■ **Aim of the exercise**:
Below are lines of data, and only some are wanted. Please repeat exactly those from the line that has "below the detection threshold" through the line that has "a failed result".

■ **Data extracts**:
****************************************

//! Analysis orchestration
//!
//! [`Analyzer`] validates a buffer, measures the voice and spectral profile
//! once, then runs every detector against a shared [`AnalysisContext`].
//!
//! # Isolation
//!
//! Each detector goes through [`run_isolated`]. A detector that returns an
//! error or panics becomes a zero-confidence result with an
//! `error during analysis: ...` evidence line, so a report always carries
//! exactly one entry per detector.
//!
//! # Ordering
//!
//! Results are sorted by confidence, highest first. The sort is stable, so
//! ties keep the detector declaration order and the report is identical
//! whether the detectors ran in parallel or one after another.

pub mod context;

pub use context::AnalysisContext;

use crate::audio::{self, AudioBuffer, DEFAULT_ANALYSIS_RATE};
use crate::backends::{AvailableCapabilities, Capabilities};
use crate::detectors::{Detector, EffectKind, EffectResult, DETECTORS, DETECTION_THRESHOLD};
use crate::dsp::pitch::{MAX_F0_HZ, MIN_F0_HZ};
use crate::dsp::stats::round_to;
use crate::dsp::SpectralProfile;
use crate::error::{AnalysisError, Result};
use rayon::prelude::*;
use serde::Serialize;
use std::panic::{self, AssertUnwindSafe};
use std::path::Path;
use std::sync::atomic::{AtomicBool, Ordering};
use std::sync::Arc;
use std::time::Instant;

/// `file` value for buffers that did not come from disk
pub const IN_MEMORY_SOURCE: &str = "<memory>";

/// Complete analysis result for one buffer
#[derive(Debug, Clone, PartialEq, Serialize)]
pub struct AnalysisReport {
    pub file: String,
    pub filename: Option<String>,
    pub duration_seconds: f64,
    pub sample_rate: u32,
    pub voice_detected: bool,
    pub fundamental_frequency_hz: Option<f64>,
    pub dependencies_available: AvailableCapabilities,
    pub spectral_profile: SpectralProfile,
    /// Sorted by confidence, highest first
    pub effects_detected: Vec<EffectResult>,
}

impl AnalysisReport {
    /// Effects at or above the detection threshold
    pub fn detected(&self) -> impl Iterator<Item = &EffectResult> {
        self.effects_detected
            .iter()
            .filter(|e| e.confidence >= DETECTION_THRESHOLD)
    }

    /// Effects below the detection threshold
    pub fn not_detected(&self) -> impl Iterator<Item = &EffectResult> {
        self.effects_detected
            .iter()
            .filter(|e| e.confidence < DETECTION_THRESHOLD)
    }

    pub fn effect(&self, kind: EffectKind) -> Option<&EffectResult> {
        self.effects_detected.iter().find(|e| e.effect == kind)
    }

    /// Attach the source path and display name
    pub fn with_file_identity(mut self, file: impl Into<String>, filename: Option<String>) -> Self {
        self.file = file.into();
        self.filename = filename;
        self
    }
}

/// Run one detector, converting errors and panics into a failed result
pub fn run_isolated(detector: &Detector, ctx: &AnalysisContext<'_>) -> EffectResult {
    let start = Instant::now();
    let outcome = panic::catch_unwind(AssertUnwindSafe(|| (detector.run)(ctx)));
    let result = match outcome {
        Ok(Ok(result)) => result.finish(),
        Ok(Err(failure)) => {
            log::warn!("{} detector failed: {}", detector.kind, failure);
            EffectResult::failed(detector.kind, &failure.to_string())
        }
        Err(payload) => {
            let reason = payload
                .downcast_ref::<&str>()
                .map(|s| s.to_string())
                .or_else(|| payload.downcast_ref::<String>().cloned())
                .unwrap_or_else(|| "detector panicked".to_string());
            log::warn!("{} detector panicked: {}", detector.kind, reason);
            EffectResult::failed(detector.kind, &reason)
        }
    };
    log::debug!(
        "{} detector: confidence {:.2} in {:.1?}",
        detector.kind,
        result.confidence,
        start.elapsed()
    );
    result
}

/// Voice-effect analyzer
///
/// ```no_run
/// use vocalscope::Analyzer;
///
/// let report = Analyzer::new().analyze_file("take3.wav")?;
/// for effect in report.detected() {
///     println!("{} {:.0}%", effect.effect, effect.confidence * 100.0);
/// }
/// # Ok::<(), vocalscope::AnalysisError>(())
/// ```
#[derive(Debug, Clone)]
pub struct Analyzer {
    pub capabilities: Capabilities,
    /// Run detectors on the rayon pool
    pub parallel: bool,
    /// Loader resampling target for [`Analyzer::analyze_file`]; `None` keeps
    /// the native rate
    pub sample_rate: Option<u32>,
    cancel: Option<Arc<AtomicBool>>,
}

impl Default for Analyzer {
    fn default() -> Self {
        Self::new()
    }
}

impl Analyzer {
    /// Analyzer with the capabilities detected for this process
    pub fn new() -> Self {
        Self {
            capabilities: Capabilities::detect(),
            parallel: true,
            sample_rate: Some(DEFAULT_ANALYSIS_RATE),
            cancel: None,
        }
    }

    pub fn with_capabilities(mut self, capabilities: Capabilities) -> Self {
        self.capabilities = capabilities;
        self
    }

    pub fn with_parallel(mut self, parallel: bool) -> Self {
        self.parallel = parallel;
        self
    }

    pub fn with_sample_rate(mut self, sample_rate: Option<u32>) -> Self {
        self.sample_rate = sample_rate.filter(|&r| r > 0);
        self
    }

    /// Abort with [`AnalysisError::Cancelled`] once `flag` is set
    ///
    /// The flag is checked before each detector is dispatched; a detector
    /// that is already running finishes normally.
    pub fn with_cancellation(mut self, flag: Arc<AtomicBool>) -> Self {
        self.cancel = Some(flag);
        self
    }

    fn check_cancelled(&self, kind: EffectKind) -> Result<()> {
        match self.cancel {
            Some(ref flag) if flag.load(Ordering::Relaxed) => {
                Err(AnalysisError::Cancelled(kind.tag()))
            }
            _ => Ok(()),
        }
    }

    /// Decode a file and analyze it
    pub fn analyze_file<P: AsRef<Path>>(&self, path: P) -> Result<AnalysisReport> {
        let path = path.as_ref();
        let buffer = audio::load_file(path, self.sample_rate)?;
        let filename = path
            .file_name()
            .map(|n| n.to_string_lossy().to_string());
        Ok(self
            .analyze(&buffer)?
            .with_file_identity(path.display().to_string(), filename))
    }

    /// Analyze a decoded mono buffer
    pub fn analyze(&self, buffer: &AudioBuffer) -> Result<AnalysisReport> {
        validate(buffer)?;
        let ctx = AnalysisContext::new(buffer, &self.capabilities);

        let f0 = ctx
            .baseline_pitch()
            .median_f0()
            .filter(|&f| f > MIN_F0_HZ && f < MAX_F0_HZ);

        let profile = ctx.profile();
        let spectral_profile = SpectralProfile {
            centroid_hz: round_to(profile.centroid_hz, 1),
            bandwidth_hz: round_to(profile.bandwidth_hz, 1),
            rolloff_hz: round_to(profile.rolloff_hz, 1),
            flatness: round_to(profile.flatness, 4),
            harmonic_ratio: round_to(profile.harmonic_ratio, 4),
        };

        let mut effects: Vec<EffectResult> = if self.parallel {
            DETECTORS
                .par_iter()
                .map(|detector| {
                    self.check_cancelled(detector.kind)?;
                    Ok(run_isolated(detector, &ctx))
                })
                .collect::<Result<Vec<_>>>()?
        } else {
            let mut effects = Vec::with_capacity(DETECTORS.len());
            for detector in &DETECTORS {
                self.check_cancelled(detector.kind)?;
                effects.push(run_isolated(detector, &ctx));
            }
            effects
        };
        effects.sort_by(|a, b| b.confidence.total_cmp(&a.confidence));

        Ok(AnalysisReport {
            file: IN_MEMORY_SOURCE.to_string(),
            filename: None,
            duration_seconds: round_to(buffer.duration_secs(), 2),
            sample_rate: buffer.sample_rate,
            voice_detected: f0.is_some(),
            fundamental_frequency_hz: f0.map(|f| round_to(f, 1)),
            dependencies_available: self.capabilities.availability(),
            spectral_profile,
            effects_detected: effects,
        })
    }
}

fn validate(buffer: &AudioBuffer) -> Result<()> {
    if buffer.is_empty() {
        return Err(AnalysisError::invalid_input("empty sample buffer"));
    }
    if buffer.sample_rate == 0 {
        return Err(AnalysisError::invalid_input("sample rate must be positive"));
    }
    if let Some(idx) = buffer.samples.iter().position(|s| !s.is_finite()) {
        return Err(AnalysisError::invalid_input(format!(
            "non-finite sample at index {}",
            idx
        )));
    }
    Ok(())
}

****************************************

■ **Answer below**:
    /// Effects below the detection threshold
    pub fn not_detected(&self) -> impl Iterator<Item = &EffectResult> {
        self.effects_detected
            .iter()
            .filter(|e| e.confidence < DETECTION_THRESHOLD)
    }

    pub fn effect(&self, kind: EffectKind) -> Option<&EffectResult> {
        self.effects_detected.iter().find(|e| e.effect == kind)
    }

    /// Attach the source path and display name
    pub fn with_file_identity(mut self, file: impl Into<String>, filename: Option<String>) -> Self {
        self.file = file.into();
        self.filename = filename;
        self
    }
}

/// Run one detector, converting errors and panics into a failed result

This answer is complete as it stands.